Posted by arbrealettres sur 19 mars 2020



Illustration: Josephine Wall 
    
Qui

Dans le bleu du ciel, dans le vert des forêts,
quelle main a peint ces rayons de lumière ?
Quand les vents dormaient encore au sein du firmament,
qui les éveilla et leur ordonna de souffler ?

Perdu dans le coeur, dans la caverne de la Nature,
retrouvé dans le cerveau, Il bâtit la pensée ;
tissé dans le dessin et dans l’éclat des fleurs,
saisi dans le réseau lumineux des astres,

Il est la force d’un homme, la beauté d’une femme,
le rire d’un garçon, l’émoi d’une fille ;
et Sa main qui fit tournoyer Jupiter dans le ciel
met tout son art à façonner une boucle.

Tels sont Ses oeuvres et Ses voiles et Ses ombres ;
mais Lui, où est-Il donc ? Par quel nom Le connaître ?
Est-il Brahma ou Vishnu ? Homme ou femme ?
Avec ou sans corps ? Double ou unique ?

Nous aimons un jeune garçon au teint sombre et radieux,
une femme, redoutable et nue, est notre souveraine.
Nous L’avons vu méditer sur la neige des montagnes,
nous L’avons vu à l’oeuvre au coeur des sphères.

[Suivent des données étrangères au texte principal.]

//! Loads one split of the preprocessed TIMIT corpus and reports what the training loop
//! would see. See "config.rs" for where the corpus is expected to live.
//!
//! Loading the full train split keeps every feature matrix in memory; expect a few
//! hundred MB for 123-dim filterbank inputs.

use std::path::PathBuf;
use std::time::Instant;

use anyhow::{Context, Result};
use clap::{Parser, ValueEnum};
use indicatif::{ProgressBar, ProgressStyle};
use timit_data::config::LABEL_TYPES;
use timit_data::{CorpusLayout, Dataset, DatasetOptions, MiniBatches, Split};

/// Load a TIMIT split for joint CTC/attention training
#[derive(Parser)]
#[clap(author, version, about, long_about = None)]
struct Args {
    /// Dataset split
    #[clap(long, value_enum, default_value = "train")]
    split: DsSplit,
    /// Label vocabulary (phone39, phone48, phone61, character)
    #[clap(long, default_value = "phone61")]
    label_type: String,
    /// Corpus root. Defaults to $TIMIT_DATASET_ROOT or the built-in path
    #[clap(long)]
    root: Option<PathBuf>,
    #[clap(long, default_value_t = 32)]
    batch_size: usize,
    #[clap(long, default_value_t = 1)]
    num_gpu: usize,
    /// Index of the <EOS> class
    #[clap(long, default_value_t = 1)]
    eos_index: i64,
    /// Length-ordered batches, shuffled within each batch
    #[clap(long, default_value_t = true, action = clap::ArgAction::Set)]
    sort_utt: bool,
    /// Length-ordered batches in the first epoch only
    #[clap(long)]
    sorta_grad: bool,
    /// Number of minibatches to draw after loading
    #[clap(short, long, default_value_t = 0)]
    batches: usize,
    /// Random seed for batch sampling
    #[clap(short, long)]
    seed: Option<u64>,
    #[clap(short, long)]
    progress: bool,
    #[clap(short, long)]
    verbose: bool,
}

#[derive(Copy, Clone, PartialEq, Eq, PartialOrd, Ord, ValueEnum)]
enum DsSplit {
    Train,
    Dev,
    Test,
}

impl From<DsSplit> for Split {
    fn from(split: DsSplit) -> Self {
        match split {
            DsSplit::Train => Split::Train,
            DsSplit::Dev => Split::Dev,
            DsSplit::Test => Split::Test,
        }
    }
}

fn main() -> Result<()> {
    let args = Args::parse();

    let level = match args.verbose {
        true => log::LevelFilter::Debug,
        _ => log::LevelFilter::Info,
    };
    env_logger::builder().filter_level(level).init();

    let start_time = Instant::now();
    let layout = args.root.map(CorpusLayout::new).unwrap_or_default();
    let split = Split::from(args.split);
    let options = DatasetOptions::new(args.batch_size, args.eos_index)
        .sort_utt(args.sort_utt)
        .sorta_grad(args.sorta_grad)
        .num_gpu(args.num_gpu)
        .progressbar(args.progress);

    let mut dataset = Dataset::load_from(&layout, &split.to_string(), &args.label_type, options)
        .with_context(|| format!("Failed to load {} split from '{}'", split, layout.root().display()))?;

    let frames: Vec<usize> = dataset.records().iter().map(|r| r.num_frames).collect();
    let total: usize = frames.iter().sum();
    let num_classes = LABEL_TYPES.get(dataset.label_type()).copied().unwrap_or(0);
    println!("Split: {} ({}, {} classes)", dataset.split(), dataset.label_type(), num_classes);
    println!("Utterances: {}, input size: {}", dataset.len(), dataset.input_size());
    println!(
        "Frames: min {}, max {}, mean {:.1}, total {}",
        frames.first().copied().unwrap_or(0),
        frames.last().copied().unwrap_or(0),
        total as f64 / frames.len().max(1) as f64,
        total
    );

    if args.batches > 0 {
        let num_gpu = dataset.options().num_gpu;
        let pb = ProgressBar::new(args.batches as u64);
        pb.set_style(ProgressStyle::default_bar()
            .template("{spinner:.green} {prefix:15.bold.dim} [{elapsed_precise}] [{bar:40.cyan/blue}] {pos}/{len} ({eta})")?
            .progress_chars("#>-"));
        pb.set_prefix("Drawing batches");

        let batches = match args.seed {
            Some(seed) => MiniBatches::with_seed(&mut dataset, seed),
            None => MiniBatches::new(&mut dataset),
        };
        for batch in batches.take(args.batches) {
            let batch = batch?;
            let shards: Vec<usize> = batch.split(num_gpu).iter().map(|s| s.batch_size()).collect();
            pb.println(format!("{:?}, shards: {:?}", batch, shards));
            pb.inc(1);
        }
        pb.finish_and_clear();
    }

    println!("Total time elapsed: {:?}", start_time.elapsed());
    Ok(())
}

Au monde entier nous dirons Ses voies et Son art ;
Il sent l’extase de la torture, de la passion, de la douleur ;
Il jouit de notre chagrin et fait couler nos larmes,
puis à nouveau nous séduit par Sa joie et Sa beauté.

Toute musique n’est que le son de Son rire,
toute beauté le sourire de Sa béatitude passionnée ;
nos vies sont les battements de Son coeur, notre extase les noces
de Râdhâ et Krishna, et notre amour leur baiser.

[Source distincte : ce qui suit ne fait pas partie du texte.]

//! Token matcher
//!
//! A `Matcher` holds one match rule: an ordered list of global patterns
//! and an insertion-ordered table of attribute patterns. Evaluation stops
//! at the first pattern that is not satisfied.

use crate::pattern::{AttrPattern, GlobalPattern};
use crate::token::Token;
use indexmap::IndexMap;
use thiserror::Error;
use tracing::trace;

/// Error during matching
#[derive(Debug, Clone, PartialEq, Eq, Error)]
pub enum MatchError {
    #[error("Attribute not found: {0}")]
    AttributeNotFound(String),
}

/// A built match rule
#[derive(Debug, Clone, Default, PartialEq)]
pub struct Matcher {
    global_patterns: Vec<GlobalPattern>,
    attr_patterns: IndexMap<String, AttrPattern>,
}

impl Matcher {
    /// Create a matcher from global and attribute patterns
    ///
    /// Patterns are stored as given; nothing is checked until match time.
    pub fn new<I, K>(global_patterns: Vec<GlobalPattern>, attr_patterns: I) -> Self
    where
        I: IntoIterator<Item = (K, AttrPattern)>,
        K: Into<String>,
    {
        Self {
            global_patterns,
            attr_patterns: attr_patterns
                .into_iter()
                .map(|(name, pat)| (name.into(), pat))
                .collect(),
        }
    }

    /// Append a global pattern
    pub fn global(mut self, pattern: impl Into<GlobalPattern>) -> Self {
        self.global_patterns.push(pattern.into());
        self
    }

    /// Add an attribute pattern
    ///
    /// Re-adding a name replaces its pattern but keeps its original position.
    pub fn attr(mut self, name: &str, pattern: impl Into<AttrPattern>) -> Self {
        self.attr_patterns.insert(name.to_string(), pattern.into());
        self
    }

    pub fn global_patterns(&self) -> &[GlobalPattern] {
        &self.global_patterns
    }

    pub fn attr_patterns(&self) -> impl Iterator<Item = (&str, &AttrPattern)> {
        self.attr_patterns.iter().map(|(k, v)| (k.as_str(), v))
    }

    pub fn is_empty(&self) -> bool {
        self.global_patterns.is_empty() && self.attr_patterns.is_empty()
    }

    /// Test a token against the rule
    ///
    /// Global patterns are checked first, in order, then attribute
    /// patterns in insertion order. A missing attribute is an error, but
    /// only if evaluation gets that far.
    pub fn matches<T: Token + ?Sized>(&self, token: &T) -> Result<bool, MatchError> {
        for (i, pattern) in self.global_patterns.iter().enumerate() {
            if !pattern.test(&token) {
                trace!(text = token.text(), pattern = i, "global pattern failed");
                return Ok(false);
            }
        }

        for (name, pattern) in &self.attr_patterns {
            let value = token
                .attr(name)
                .ok_or_else(|| MatchError::AttributeNotFound(name.clone()))?;
            if !pattern.test(&value) {
                trace!(text = token.text(), attr = %name, %value, "attribute pattern failed");
                return Ok(false);
            }
        }

        Ok(true)
    }

    /// Keep the tokens that match
    ///
    /// Stops at the first attribute lookup error.
    pub fn filter<I, T>(&self, tokens: I) -> Result<Vec<T>, MatchError>
    where
        I: IntoIterator<Item = T>,
        T: Token,
    {
        let mut kept = Vec::new();
        for token in tokens {
            if self.matches(&token)? {
                kept.push(token);
            }
        }
        Ok(kept)
    }
}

Sa force retentit dans la sonnerie des trompettes,
c’est Lui qui roule dans le char, qui frappe dans le combat ;
Il tue sans compter et Il est plein de compassion ;
Il combat pour le monde jusqu’à la fin des temps.

Dans la ruée des mondes, dans la houle des âges,
ineffable, puissant, majestueux et pur,
par-delà le dernier pinacle atteint par le penseur
Il trône en Ses royaumes qui demeurent à jamais.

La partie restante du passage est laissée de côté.